[Python-ideas] Access to function objects

Sun Aug 7 14:10:46 CEST 2011

On Sun, Aug 7, 2011 at 3:46 AM, Eric Snow <ericsnowcurrently at gmail.com> wrote:
> On Sat, Aug 6, 2011 at 11:36 PM, Steven D'Aprano <steve at pearwood.info> wrote:
>> Eric Snow wrote:
>>> Why not bind the called function-object to the frame locals, rather
>>> than the one for which the code object was created, perhaps as
>>> "__function__"?
>>
>> I'm afraid I can't interpret this (which may be my ignorance rather than
>> your fault).
>
> No, the fault is likely mine.  But it seems so clear to me. :)
>
>> The only guess I can make is based on what you say later:
>>
>> "One new implicit name in locals().
>>
>> so I presume you mean that the function should see a local variable (perhaps
>> called "me", or "this"?) that is bound to itself.
>
> One called __function__ (or the like).  A "dunder" name is used to
> indicate its special nature and limit conflict with existing code.

Without thinking too much about this I like it.

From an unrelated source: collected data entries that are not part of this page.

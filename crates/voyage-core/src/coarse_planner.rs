//! Coarse planning: selects an ordered list of strategic waypoints that
//! bypass large land masses, before the fine planner threads a path
//! between each consecutive pair.

use crate::cost::Mode;
use crate::geo::{haversine, unit_perpendicular, Point};

/// A named waypoint from the static strategic-waypoint table.
#[derive(Debug, Clone, Copy, PartialEq)]
pub struct StrategicWaypoint {
    pub lat: f64,
    pub lon: f64,
}

impl StrategicWaypoint {
    const fn new(lat: f64, lon: f64) -> Self {
        Self { lat, lon }
    }
}

/// Coarse region, used to pick a named waypoint set for a start/end pair.
#[derive(Debug, Clone, Copy, PartialEq, Eq)]
enum Region {
    WestIndia,
    EastIndia,
    SriLanka,
    Bangladesh,
    MiddleEast,
    Singapore,
    EastAfrica,
    Other,
}

fn classify(lat: f64, lon: f64) -> Region {
    match (lat, lon) {
        (lat, lon) if (17.0..24.0).contains(&lat) && (68.0..74.0).contains(&lon) => {
            Region::WestIndia
        }
        (lat, lon) if (8.0..22.0).contains(&lat) && (80.0..92.0).contains(&lon) => {
            Region::EastIndia
        }
        (lat, lon) if (5.0..10.5).contains(&lat) && (79.0..82.5).contains(&lon) => {
            Region::SriLanka
        }
        (lat, lon) if (20.0..27.0).contains(&lat) && (88.0..93.0).contains(&lon) => {
            Region::Bangladesh
        }
        (lat, lon) if (10.0..30.0).contains(&lat) && (48.0..62.0).contains(&lon) => {
            Region::MiddleEast
        }
        (lat, lon) if (-2.0..8.0).contains(&lat) && (95.0..106.0).contains(&lon) => {
            Region::Singapore
        }
        (lat, lon) if (-12.0..2.0).contains(&lat) && (38.0..52.0).contains(&lon) => {
            Region::EastAfrica
        }
        _ => Region::Other,
    }
}

/// Hub ports used to route subcontinent-crossing pairs.
const CHENNAI: StrategicWaypoint = StrategicWaypoint::new(13.08, 80.27);
const KOCHI: StrategicWaypoint = StrategicWaypoint::new(9.93, 76.26);
const TUTICORIN: StrategicWaypoint = StrategicWaypoint::new(8.80, 78.15);

/// Bay-of-Bengal corridor set used for West-India <-> East-India legs
/// (the Mumbai <-> Visakhapatnam canonical case). Counts intentionally
/// differ per mode: `fuel` takes the most direct line, `safe` strings
/// together the most intermediate points further from the coast.
fn bay_of_bengal_set(mode: Mode) -> Vec<StrategicWaypoint> {
    match mode {
        Mode::Fuel => vec![
            StrategicWaypoint::new(16.5, 75.0),
            StrategicWaypoint::new(14.0, 78.0),
            StrategicWaypoint::new(12.5, 80.0),
            StrategicWaypoint::new(13.0, 81.5),
            StrategicWaypoint::new(14.5, 82.0),
            StrategicWaypoint::new(16.0, 82.5),
        ],
        Mode::Optimal => vec![
            StrategicWaypoint::new(17.5, 74.0),
            StrategicWaypoint::new(15.5, 76.5),
            StrategicWaypoint::new(13.5, 79.0),
            StrategicWaypoint::new(11.8, 80.8),
            StrategicWaypoint::new(12.2, 81.8),
            StrategicWaypoint::new(13.8, 82.2),
            StrategicWaypoint::new(15.3, 82.6),
            StrategicWaypoint::new(16.8, 83.0),
        ],
        Mode::Safe => vec![
            StrategicWaypoint::new(18.0, 73.5),
            StrategicWaypoint::new(16.5, 75.5),
            StrategicWaypoint::new(14.8, 77.5),
            StrategicWaypoint::new(12.8, 79.2),
            StrategicWaypoint::new(10.8, 80.5),
            StrategicWaypoint::new(10.6, 81.5),
            StrategicWaypoint::new(11.8, 82.0),
            StrategicWaypoint::new(13.2, 82.4),
            StrategicWaypoint::new(14.8, 82.8),
            StrategicWaypoint::new(16.2, 83.1),
            StrategicWaypoint::new(17.2, 83.2),
            StrategicWaypoint::new(17.5, 83.25),
        ],
        // Ultra-large vessels favour the same cautious line as `safe`,
        // draft/beam constraints are handled by the cost penalty, not
        // by routing further from the coast than `safe` already does.
        Mode::Ulcv => bay_of_bengal_set(Mode::Safe),
    }
}

/// Named pair lookup for the region sets this crate ships with. Returns
/// `None` when no named set applies.
fn named_set(start_region: Region, end_region: Region, mode: Mode) -> Option<Vec<StrategicWaypoint>> {
    match (start_region, end_region) {
        (Region::WestIndia, Region::EastIndia) | (Region::EastIndia, Region::WestIndia) => {
            Some(bay_of_bengal_set(mode))
        }
        _ => None,
    }
}

/// True when the pair plausibly crosses the Indian subcontinent and
/// should be routed via a hub rather than a direct line.
fn crosses_subcontinent(start_region: Region, end_region: Region) -> bool {
    matches!(
        (start_region, end_region),
        (Region::WestIndia, Region::Bangladesh)
            | (Region::Bangladesh, Region::WestIndia)
            | (Region::MiddleEast, Region::EastIndia)
            | (Region::EastIndia, Region::MiddleEast)
    )
}

fn closest_hub(lat: f64, lon: f64) -> StrategicWaypoint {
    [CHENNAI, KOCHI, TUTICORIN]
        .into_iter()
        .min_by(|a, b| {
            haversine(lat, lon, a.lat, a.lon).total_cmp(&haversine(lat, lon, b.lat, b.lon))
        })
        .unwrap()
}

/// Synthesises `n` evenly spaced waypoints between start and end,
/// `n = round(distance_km / 500)`, used when no named set or hub applies
/// and the crossing is long enough to need intermediate guidance.
fn synthesize_waypoints(start: Point, end: Point) -> Vec<StrategicWaypoint> {
    let distance = haversine(start.lat, start.lon, end.lat, end.lon);
    let n = (distance / 500.0).round() as usize;
    if n == 0 {
        return Vec::new();
    }
    (1..=n)
        .map(|i| {
            let t = i as f64 / (n + 1) as f64;
            StrategicWaypoint::new(
                start.lat + (end.lat - start.lat) * t,
                start.lon + (end.lon - start.lon) * t,
            )
        })
        .collect()
}

/// Perturbs interior waypoints per the mode's rule: `fuel` pulls 30%
/// toward the straight line, `safe` pushes 0.5 degrees off to one side
/// along the (planar) perpendicular, `optimal` is unchanged. This is the
/// acknowledged non-geodesic approximation for `safe` (see design notes).
fn perturb(mut waypoints: Vec<StrategicWaypoint>, start: Point, end: Point, mode: Mode) -> Vec<StrategicWaypoint> {
    if waypoints.is_empty() {
        return waypoints;
    }
    match mode {
        Mode::Optimal => waypoints,
        Mode::Fuel => {
            for wp in &mut waypoints {
                let t = projection_fraction(start, end, Point::new(wp.lat, wp.lon));
                let line_lat = start.lat + (end.lat - start.lat) * t;
                let line_lon = start.lon + (end.lon - start.lon) * t;
                wp.lat += (line_lat - wp.lat) * 0.3;
                wp.lon += (line_lon - wp.lon) * 0.3;
            }
            waypoints
        }
        Mode::Safe | Mode::Ulcv => {
            let (px, py) = unit_perpendicular(start, end);
            for wp in &mut waypoints {
                wp.lon += px * 0.5;
                wp.lat += py * 0.5;
            }
            waypoints
        }
    }
}

fn projection_fraction(a: Point, b: Point, p: Point) -> f64 {
    let (dx, dy) = (b.lon - a.lon, b.lat - a.lat);
    let len_sq = dx * dx + dy * dy;
    if len_sq == 0.0 {
        return 0.0;
    }
    (((p.lon - a.lon) * dx + (p.lat - a.lat) * dy) / len_sq).clamp(0.0, 1.0)
}

/// Reverses the waypoint set if its last endpoint is closer to `start`
/// than its first, so the coarse list always runs start-to-end.
fn orient(mut waypoints: Vec<StrategicWaypoint>, start: Point) -> Vec<StrategicWaypoint> {
    if waypoints.len() < 2 {
        return waypoints;
    }
    let first_dist = haversine(start.lat, start.lon, waypoints[0].lat, waypoints[0].lon);
    let last = waypoints[waypoints.len() - 1];
    let last_dist = haversine(start.lat, start.lon, last.lat, last.lon);
    if last_dist < first_dist {
        waypoints.reverse();
    }
    waypoints
}

/// Selects and mode-adjusts the ordered coarse waypoint list for a
/// `(start, end, mode)` request. Always includes `start` and `end` as
/// the first and last entries.
pub fn plan_coarse(start: Point, end: Point, mode: Mode) -> Vec<Point> {
    let start_region = classify(start.lat, start.lon);
    let end_region = classify(end.lat, end.lon);

    let interior: Vec<StrategicWaypoint> = if let Some(set) = named_set(start_region, end_region, mode) {
        orient(set, start)
    } else if crosses_subcontinent(start_region, end_region) {
        vec![closest_hub(start.lat, start.lon)]
    } else {
        let distance = haversine(start.lat, start.lon, end.lat, end.lon);
        if distance > 500.0 {
            synthesize_waypoints(start, end)
        } else {
            Vec::new()
        }
    };

    let interior = perturb(interior, start, end, mode);

    let mut path = vec![start];
    path.extend(interior.into_iter().map(|wp| Point::new(wp.lat, wp.lon)));
    path.push(end);
    path
}

#[cfg(test)]
mod tests {
    use super::*;

    #[test]
    fn short_hop_returns_start_and_end_only() {
        let start = Point::new(18.97, 72.87);
        let end = Point::new(18.50, 73.00);
        let coarse = plan_coarse(start, end, Mode::Optimal);
        assert_eq!(coarse, vec![start, end]);
    }

    #[test]
    fn mumbai_to_vizag_mode_waypoint_counts_are_monotonic() {
        let start = Point::new(18.97, 72.87);
        let end = Point::new(17.68, 83.30);
        let fuel = plan_coarse(start, end, Mode::Fuel);
        let optimal = plan_coarse(start, end, Mode::Optimal);
        let safe = plan_coarse(start, end, Mode::Safe);
        assert!(fuel.len() <= optimal.len());
        assert!(optimal.len() <= safe.len());
        assert_eq!(fuel.len(), 8);
        assert_eq!(optimal.len(), 10);
        assert_eq!(safe.len(), 14);
    }

    #[test]
    fn long_crossing_without_named_set_synthesises_waypoints() {
        let start = Point::new(13.08, 80.27);
        let end = Point::new(1.28, 103.85);
        let coarse = plan_coarse(start, end, Mode::Optimal);
        assert!(coarse.len() > 2);
        assert_eq!(coarse.first(), Some(&start));
        assert_eq!(coarse.last(), Some(&end));
    }

    #[test]
    fn orient_reverses_when_last_is_closer_to_start() {
        let reversed_first = vec![
            StrategicWaypoint::new(1.0, 1.0),
            StrategicWaypoint::new(10.0, 80.0),
        ];
        let start = Point::new(10.1, 80.1);
        let oriented = orient(reversed_first, start);
        assert_eq!(oriented[0], StrategicWaypoint::new(10.0, 80.0));
    }
}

> The function that was called would be bound to that name at function
> execution time.  Keep in mind that I am talking about the frame
> locals, not anything stored on the code object nor on the function
> object.  Not to overdramatize it, but it would happen at the beginning
> of every call of every function.  I don't know what that overhead
> would be.

It could be made into a "cell", which is the same way all locals are
normally represented. This is very fast. Further the code for it could
be triggered by the appearance of __function__ (if that's the keyword
we choose) in the function body. I don't really care what happens if
people use locals() -- that's inefficient and outmoded anyway. (Note
that!)

>> Presumably if a function wants to use that same name as a local, nothing bad
>> will happen, since the local assignment will just override the implicit
>> assignment. But what about code that expects to see a nonlocal or global
>> with the same name?

That's why a __dunder__ name is used.

>> What happens when two functions, sharing the same code object, get called
>> from two threads at the same time? Are their locals independent?
>
> I'm afraid I don't know.  I expect that each would get executed in
> separate execution frames, and so have separate frame locals.

The frames are completely independent. They all point to the same code
object and under the proposal they will all point to the same function
object. I see no problems here except self-inflicted, like using
__function__ to hold state that can't be accessed concurrently safely;
note that recursive invocations have the same issue. I see it as a
non-problem.

>> For most uses, standard recursion via the name is good enough, it's only a
>> few corner cases where self-reflection (as I call it) is needed.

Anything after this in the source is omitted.